Setelah dianalisis, MRF akan menghasilkan komponen berupa, Kategori Malware, Rating Malware, Analisis Malware, Threat sharing otomatis, Parsing IOC, Penyimpanan dokumen analisis dan User Permission.
File malware yang sudah diupload bisa dimanfaatkan user lainnya sebagai database malware, melihat korelasi atribut sistem melalui MISP, bahkan mendownload file.
Sampel yang masuk di MRF nantinya akan diklarifikasikan menggunakan fingerprinting dari malware tersebut, Kemudian akan ada scoring malware, Static Analysis, Dynamic Analysis, Hex Viewer, Threat Sharing.
Data yang Dimanfaatkan
Dari semua itu, data yang bisa dimanfaatkan dan dibagikan terkait dengan serangan siber berupa IP source penyerang, informasi malware, hash malware, dan negara asal serangan.
Sedangkan, untuk serangan web dan aplikasi, di engine BSSN memiliki data mengenai teknik serangan yang dikirim oleh attacker, berupa data metode serangannya seperti apa, tekniknya, IP admin, local file inclusi, kemudian SQL injection skripting.
"Nah, ini dia bisa mensimulasi dan membuat pattern terhadap serangan serangan dari sisi web aplikasi.

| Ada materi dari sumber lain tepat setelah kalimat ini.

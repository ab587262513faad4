//! Well-known type, relationship, property and classification names
//!
//! These follow the open metadata type system the repository understands.

/// Element type names
pub mod types {
    /// A directory on a file system
    pub const FILE_FOLDER: &str = "FileFolder";
    /// Generic data file, used when the extension is not recognised
    pub const DATA_FILE: &str = "DataFile";
    /// Comma separated values file
    pub const CSV_FILE: &str = "CSVFile";
    /// JSON document
    pub const JSON_FILE: &str = "JSONFile";
    /// Apache Parquet file
    pub const PARQUET_FILE: &str = "ParquetFile";
    /// Apache Avro file
    pub const AVRO_FILE: &str = "AvroFile";
    /// Plain text or log file
    pub const TEXT_FILE: &str = "TextFile";
    /// Audio, video or image file
    pub const MEDIA_FILE: &str = "MediaFile";
    /// Archive such as zip or tar
    pub const ARCHIVE_FILE: &str = "ArchiveFile";
    /// A process that moves or transforms data
    pub const PROCESS: &str = "Process";
    /// Connection describing how to reach an asset
    pub const CONNECTION: &str = "Connection";
    /// Network endpoint of a connection
    pub const ENDPOINT: &str = "Endpoint";
    /// Schema attached to an asset
    pub const SCHEMA_TYPE: &str = "SchemaType";
    /// One column or field of a schema
    pub const SCHEMA_ATTRIBUTE: &str = "SchemaAttribute";
    /// Named chain of processes data passes through
    pub const INFORMATION_SUPPLY_CHAIN: &str = "InformationSupplyChain";
}

/// Relationship type names
pub mod relationships {
    /// Folder (end 1) contains file (end 2)
    pub const NESTED_FILE: &str = "NestedFile";
    /// Parent folder (end 1) contains sub folder (end 2)
    pub const FOLDER_HIERARCHY: &str = "FolderHierarchy";
    /// Connection (end 1) describes how to reach asset (end 2)
    pub const CONNECTION_TO_ASSET: &str = "ConnectionToAsset";
    /// Endpoint (end 1) is used by connection (end 2)
    pub const CONNECTION_ENDPOINT: &str = "ConnectionEndpoint";
    /// Parent process (end 1) contains child process (end 2)
    pub const PROCESS_HIERARCHY: &str = "ProcessHierarchy";
    /// Data flows from end 1 to end 2
    pub const DATA_FLOW: &str = "DataFlow";
    /// Column-level mapping from end 1 to end 2
    pub const DATA_MAPPING: &str = "DataMapping";
    /// Asset (end 1) has schema type (end 2)
    pub const ASSET_SCHEMA_TYPE: &str = "AssetSchemaType";
    /// Schema type (end 1) has attribute (end 2)
    pub const ATTRIBUTE_FOR_SCHEMA: &str = "AttributeForSchema";
    /// Supply chain (end 1) is implemented by process (end 2)
    pub const INFORMATION_SUPPLY_CHAIN_LINK: &str = "InformationSupplyChainLink";
}

/// Property names
pub mod properties {
    /// Unique name of an element
    pub const QUALIFIED_NAME: &str = "qualifiedName";
    /// Short name
    pub const NAME: &str = "name";
    /// Name shown to people
    pub const DISPLAY_NAME: &str = "displayName";
    /// Location of a file or folder
    pub const PATH_NAME: &str = "pathName";
    /// Secondary location attribute used by some catalogued folders
    pub const RESOURCE_NAME: &str = "resourceName";
    /// Address of an endpoint
    pub const NETWORK_ADDRESS: &str = "networkAddress";
    /// Ordinal of a schema attribute
    pub const POSITION: &str = "position";
    /// File name without folder
    pub const FILE_NAME: &str = "fileName";
    /// Logical file type (e.g. "csv")
    pub const FILE_TYPE: &str = "fileType";
    /// File extension without the dot
    pub const FILE_EXTENSION: &str = "fileExtension";
    /// Technology label of the asset
    pub const DEPLOYED_IMPLEMENTATION_TYPE: &str = "deployedImplementationType";
    /// File creation time
    pub const CREATE_TIME: &str = "createTime";
    /// File modification time
    pub const MODIFIED_TIME: &str = "modifiedTime";
    /// File access time
    pub const ACCESS_TIME: &str = "accessTime";
    /// Free text description
    pub const DESCRIPTION: &str = "description";
}

/// Classification names
pub mod classifications {
    /// Marks an element as a template to copy from
    pub const TEMPLATE: &str = "Template";
}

Kemudian ada data browser attacker, ini bisa kita ketahui dari platform terkait dengan web aplikasi termasuk IP penyerang yang berbeda dengan IP diperangkat yang lain lagi."
Di engine yang ketiga, data ini bisa digunakan untuk mengetahui command exploit di sisi Linux machine.

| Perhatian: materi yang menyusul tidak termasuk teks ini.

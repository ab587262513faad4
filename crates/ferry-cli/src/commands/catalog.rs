//! Catalog command implementation.

use crate::cli::{CatalogCommand, RegisterArgs};
use crate::error::{CliError, Result};
use crate::output::Formatter;
use ferry_catalog::registration::{attach_schema, register_file, register_folder};
use ferry_catalog::SqliteCatalog;
use ferry_domain::{ElementId, MetadataStore};
use std::path::PathBuf;

/// Execute a catalog subcommand.
pub fn execute_catalog(command: CatalogCommand, store: &SqliteCatalog, formatter: &Formatter) -> Result<()> {
    match command {
        CatalogCommand::Register(args) => {
            let registered = register(args, store)?;
            println!("{}", formatter.format_registered(&registered)?);
        }
        CatalogCommand::Show { id } => {
            let id = ElementId::from_string(&id)
                .map_err(|e| CliError::InvalidInput(format!("Invalid element id '{}': {}", id, e)))?;
            let element = store
                .get_element(id)?
                .ok_or_else(|| CliError::InvalidInput(format!("No element with id {}", id)))?;
            println!("{}", formatter.format_element(&element)?);
        }
    }
    Ok(())
}

fn register(args: RegisterArgs, store: &SqliteCatalog) -> Result<Vec<(PathBuf, ElementId)>> {
    let columns: Vec<&str> = args.columns.iter().map(String::as_str).collect();
    let mut registered = Vec::with_capacity(args.paths.len());

    for path in args.paths {
        let path = std::path::absolute(&path)?;
        let id = if path.is_dir() {
            register_folder(store, &path)?
        } else {
            let id = register_file(store, &path)?;
            if !columns.is_empty() {
                attach_schema(store, id, &columns)?;
            }
            id
        };
        registered.push((path, id));
    }
    Ok(registered)
}
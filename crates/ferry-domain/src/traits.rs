//! Trait definitions for external interactions
//!
//! The metadata repository is an external collaborator. Provisioning only
//! needs the narrow set of lookups and "ensure exists" calls below.

use crate::{Direction, ElementId, MetadataElement, ParentLink, RelatedElement};
use std::collections::BTreeMap;

/// Trait for reading and creating metadata elements and relationships
///
/// Implemented by the infrastructure layer (ferry-catalog). Methods take
/// `&self`: one store handle is shared by concurrent provisioning runs, so
/// implementations synchronise internally.
pub trait MetadataStore: Send + Sync {
    /// Error type for store operations
    type Error: std::error::Error + Send + Sync + 'static;

    /// Get an element by id
    fn get_element(&self, id: ElementId) -> Result<Option<MetadataElement>, Self::Error>;

    /// Find the element whose `property_key` property equals `name`
    fn get_element_by_unique_name(
        &self,
        name: &str,
        property_key: &str,
    ) -> Result<Option<ElementId>, Self::Error>;

    /// List elements related to `id` through `relationship_type`
    ///
    /// Results are ordered by relationship creation so pages are stable.
    fn get_related_elements(
        &self,
        id: ElementId,
        direction: Direction,
        relationship_type: &str,
        page_start: usize,
        page_size: usize,
    ) -> Result<Vec<RelatedElement>, Self::Error>;

    /// Create an element, optionally nested under a parent
    fn create_element(
        &self,
        type_name: &str,
        properties: &BTreeMap<String, String>,
        parent: Option<&ParentLink>,
    ) -> Result<ElementId, Self::Error>;

    /// Create an element by copying a template
    ///
    /// `~{name}~` tokens in the template's properties are replaced by the
    /// matching placeholder value (or the empty string), then
    /// `replacement_properties` override the copied values.
    fn create_element_from_template(
        &self,
        template_id: ElementId,
        placeholders: &BTreeMap<String, String>,
        replacement_properties: &BTreeMap<String, String>,
        parent: Option<&ParentLink>,
    ) -> Result<ElementId, Self::Error>;

    /// Ensure a relationship exists between two elements
    ///
    /// Idempotent: an existing relationship of the same type between the same
    /// ends is returned instead of creating a duplicate.
    fn create_relationship(
        &self,
        relationship_type: &str,
        end1: ElementId,
        end2: ElementId,
        properties: &BTreeMap<String, String>,
    ) -> Result<ElementId, Self::Error>;

    /// Attach a classification to an element (idempotent)
    fn classify_element(&self, id: ElementId, classification: &str) -> Result<(), Self::Error>;

    /// Read a single property of an element
    fn get_element_property(
        &self,
        id: ElementId,
        property_name: &str,
    ) -> Result<Option<String>, Self::Error> {
        Ok(self
            .get_element(id)?
            .and_then(|element| element.property(property_name).map(str::to_string)))
    }
}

"Jadi kita bisa mengetahui pattern attack berdasarkan command yang diketik oleh attacker. Misalnya membuka koneksi, melakukan pengecekan di sisi direktori. Kami juga bisa mendapatkan direktori brute force berupa username dan password yang digunakan oleh attacker untuk melakukan koneksi SSH ke dalam perangkat bssn."
BSSN juga bisa mendapatkan malware yang dikirimkan langsung oleh attacker jika dia melakukan aktifitas download atau aktifitas komunikasi dengan CnC. Ini bisa diketahui melalui engine yang dimiliki oleh BSSN.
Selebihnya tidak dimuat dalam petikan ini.